▶ [WHAT TO WORK ON]: I need each line of the entries below that includes the string "using".

▶ [INFORMATION]:
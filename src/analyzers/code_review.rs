//! Static code review heuristics.
//!
//! A fixed table of regex rules applied in order. Every triggered rule
//! subtracts its penalty from a score that starts at 100; the clamped score
//! maps onto a letter grade.

use std::sync::LazyLock;

use regex::Regex;
use serde::Serialize;

use crate::types::{AppError, AppResult};

#[derive(Debug, Clone, Serialize)]
pub struct ReviewResult {
    pub issues: Vec<String>,
    pub suggestions: Vec<String>,
    pub score: u8,
    pub grade: String,
}

#[derive(Debug, Clone, Copy)]
enum Severity {
    Issue,
    Suggestion,
}

#[derive(Debug, Clone, Copy)]
enum Penalty {
    /// Scales with the number of matches.
    PerMatch(i32),
    /// Charged once regardless of match count.
    Flat(i32),
}

/// One lint check: a pattern, who it applies to, and what it costs.
struct ReviewRule {
    pattern: Regex,
    severity: Severity,
    penalty: Penalty,
    js_only: bool,
    message: fn(usize) -> String,
}

static REVIEW_RULES: LazyLock<Vec<ReviewRule>> = LazyLock::new(|| {
    vec![
        ReviewRule {
            pattern: Regex::new(r"console\.(log|warn|error|info|debug)").expect("valid console regex"),
            severity: Severity::Issue,
            penalty: Penalty::PerMatch(3),
            js_only: false,
            message: |n| format!("Found {n} console statement(s) - consider removing for production"),
        },
        ReviewRule {
            pattern: Regex::new(r"(?i)(TODO|FIXME|XXX|HACK):").expect("valid marker regex"),
            severity: Severity::Issue,
            penalty: Penalty::PerMatch(2),
            js_only: false,
            message: |n| format!("Found {n} TODO/FIXME comment(s) - address before shipping"),
        },
        ReviewRule {
            pattern: Regex::new(r"\bdebugger\b").expect("valid debugger regex"),
            severity: Severity::Issue,
            penalty: Penalty::Flat(10),
            js_only: false,
            message: |_| "Found debugger statement - remove before deployment".to_string(),
        },
        ReviewRule {
            pattern: Regex::new(r#"(?i)(password|api[_-]?key|secret)\s*[:=]\s*["'][^"']+["']"#)
                .expect("valid credentials regex"),
            severity: Severity::Issue,
            penalty: Penalty::Flat(20),
            js_only: false,
            message: |_| {
                "Potential hardcoded credentials detected - use environment variables".to_string()
            },
        },
        ReviewRule {
            pattern: Regex::new(r"\bvar\s+\w+").expect("valid var regex"),
            severity: Severity::Suggestion,
            penalty: Penalty::PerMatch(1),
            js_only: true,
            message: |n| format!("Consider using 'const' or 'let' instead of 'var' ({n} occurrence(s))"),
        },
        ReviewRule {
            pattern: Regex::new(r"(?m)^.{121,}").expect("valid long-line regex"),
            severity: Severity::Suggestion,
            penalty: Penalty::PerMatch(1),
            js_only: true,
            message: |n| format!("{n} line(s) exceed 120 characters - consider breaking them up"),
        },
        ReviewRule {
            pattern: Regex::new(r"catch\s*\([^)]*\)\s*\{\s*\}").expect("valid empty-catch regex"),
            severity: Severity::Issue,
            penalty: Penalty::Flat(5),
            js_only: true,
            message: |_| "Empty catch block detected - handle or log the error".to_string(),
        },
        ReviewRule {
            pattern: Regex::new(r"[^=!]==[^=]").expect("valid loose-equality regex"),
            severity: Severity::Suggestion,
            penalty: Penalty::Flat(2),
            js_only: true,
            message: |_| "Consider using '===' instead of '==' for strict equality".to_string(),
        },
    ]
});

/// Run all review rules over `code` and compute the score and grade.
pub fn review(code: &str, language: &str) -> AppResult<ReviewResult> {
    if code.is_empty() {
        return Err(AppError::invalid("Missing code parameter"));
    }

    let is_js = matches!(language, "javascript" | "js");

    let mut issues = Vec::new();
    let mut suggestions = Vec::new();
    let mut score: i32 = 100;

    for rule in REVIEW_RULES.iter() {
        if rule.js_only && !is_js {
            continue;
        }
        let count = rule.pattern.find_iter(code).count();
        if count == 0 {
            continue;
        }
        score -= match rule.penalty {
            Penalty::PerMatch(p) => p * count as i32,
            Penalty::Flat(p) => p,
        };
        let message = (rule.message)(count);
        match rule.severity {
            Severity::Issue => issues.push(message),
            Severity::Suggestion => suggestions.push(message),
        }
    }

    // Positive feedback and documentation hints do not affect the score
    if issues.is_empty() {
        suggestions.push("Code looks clean! No major issues detected.".to_string());
    }
    if code.chars().count() > 500 && !code.contains("/**") {
        suggestions.push("Consider adding JSDoc comments for documentation".to_string());
    }

    let score = score.clamp(0, 100) as u8;
    Ok(ReviewResult {
        issues,
        suggestions,
        score,
        grade: grade_for(score).to_string(),
    })
}

fn grade_for(score: u8) -> &'static str {
    match score {
        90..=100 => "A",
        80..=89 => "B",
        70..=79 => "C",
        60..=69 => "D",
        _ => "F",
    }
}

#[cfg(test)]
mod tests {
    use super::*;

    #[test]
    fn console_and_todo_penalties() {
        let result = review("console.log('x'); // TODO: fix\n", "javascript").unwrap();
        assert_eq!(result.score, 95);
        assert_eq!(result.grade, "A");
        assert_eq!(result.issues.len(), 2);
        assert!(result.issues[0].contains("1 console statement(s)"));
        assert!(result.issues[1].contains("1 TODO/FIXME comment(s)"));
    }

    #[test]
    fn hardcoded_credentials_cost_twenty() {
        let clean = review("let x = 1;", "javascript").unwrap();
        let leaky = review(r#"let password = "abc123";"#, "javascript").unwrap();
        assert_eq!(clean.score - leaky.score, 20);
        assert!(leaky
            .issues
            .iter()
            .any(|i| i.contains("hardcoded credentials")));
    }

    #[test]
    fn credentials_penalty_is_presence_only() {
        let one = review(r#"const apiKey = "k1";"#, "javascript").unwrap();
        let many = review(
            r#"const apiKey = "k1"; const secret = "s1"; const password = "p1";"#,
            "javascript",
        )
        .unwrap();
        assert_eq!(one.score, many.score);
    }

    #[test]
    fn clean_code_gets_praise() {
        let result = review("const x = 1;", "javascript").unwrap();
        assert_eq!(result.score, 100);
        assert_eq!(result.grade, "A");
        assert!(result.issues.is_empty());
        assert!(result.suggestions[0].contains("looks clean"));
    }

    #[test]
    fn js_only_rules_skipped_for_other_languages() {
        let code = "var x = 1\nif (a == b) {}\ntry {} catch (e) {}\n";
        let py = review(code, "python").unwrap();
        assert_eq!(py.score, 100);
        let js = review(code, "js").unwrap();
        assert!(js.score < 100);
    }

    #[test]
    fn debugger_statement_flat_penalty() {
        let result = review("debugger;\n", "javascript").unwrap();
        assert_eq!(result.score, 90);
        assert!(result.issues[0].contains("debugger"));
    }

    #[test]
    fn long_lines_counted_per_line() {
        let long = "x".repeat(130);
        let code = format!("{long}\n{long}\nshort\n");
        let result = review(&code, "javascript").unwrap();
        assert_eq!(result.score, 98);
        assert!(result.suggestions[0].starts_with("2 line(s)"));
    }

    #[test]
    fn score_clamped_at_zero() {
        let mut code = String::new();
        for _ in 0..50 {
            code.push_str("console.log('spam');\n");
        }
        let result = review(&code, "javascript").unwrap();
        assert_eq!(result.score, 0);
        assert_eq!(result.grade, "F");
    }

    #[test]
    fn grade_brackets() {
        assert_eq!(grade_for(100), "A");
        assert_eq!(grade_for(90), "A");
        assert_eq!(grade_for(89), "B");
        assert_eq!(grade_for(80), "B");
        assert_eq!(grade_for(79), "C");
        assert_eq!(grade_for(70), "C");
        assert_eq!(grade_for(69), "D");
        assert_eq!(grade_for(60), "D");
        assert_eq!(grade_for(59), "F");
        assert_eq!(grade_for(0), "F");
    }

    #[test]
    fn documentation_suggested_for_long_undocumented_code() {
        let code = format!("const x = 1;\n{}", "// filler\n".repeat(60));
        assert!(code.chars().count() > 500);
        let result = review(&code, "javascript").unwrap();
        assert!(result
            .suggestions
            .iter()
            .any(|s| s.contains("JSDoc")));
    }

    #[test]
    fn review_is_idempotent() {
        let code = "var a = 1; // FIXME: rename\nconsole.warn(a);\n";
        let first = review(code, "javascript").unwrap();
        let second = review(code, "javascript").unwrap();
        assert_eq!(first.score, second.score);
        assert_eq!(first.issues, second.issues);
        assert_eq!(first.suggestions, second.suggestions);
    }

    #[test]
    fn empty_code_rejected() {
        assert!(matches!(
            review("", "javascript"),
            Err(AppError::InvalidInput(_))
        ));
    }
}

▶ [FINAL ANSWER]:
            message: |n| format!("Consider using 'const' or 'let' instead of 'var' ({n} occurrence(s))"),
            message: |_| "Consider using '===' instead of '==' for strict equality".to_string(),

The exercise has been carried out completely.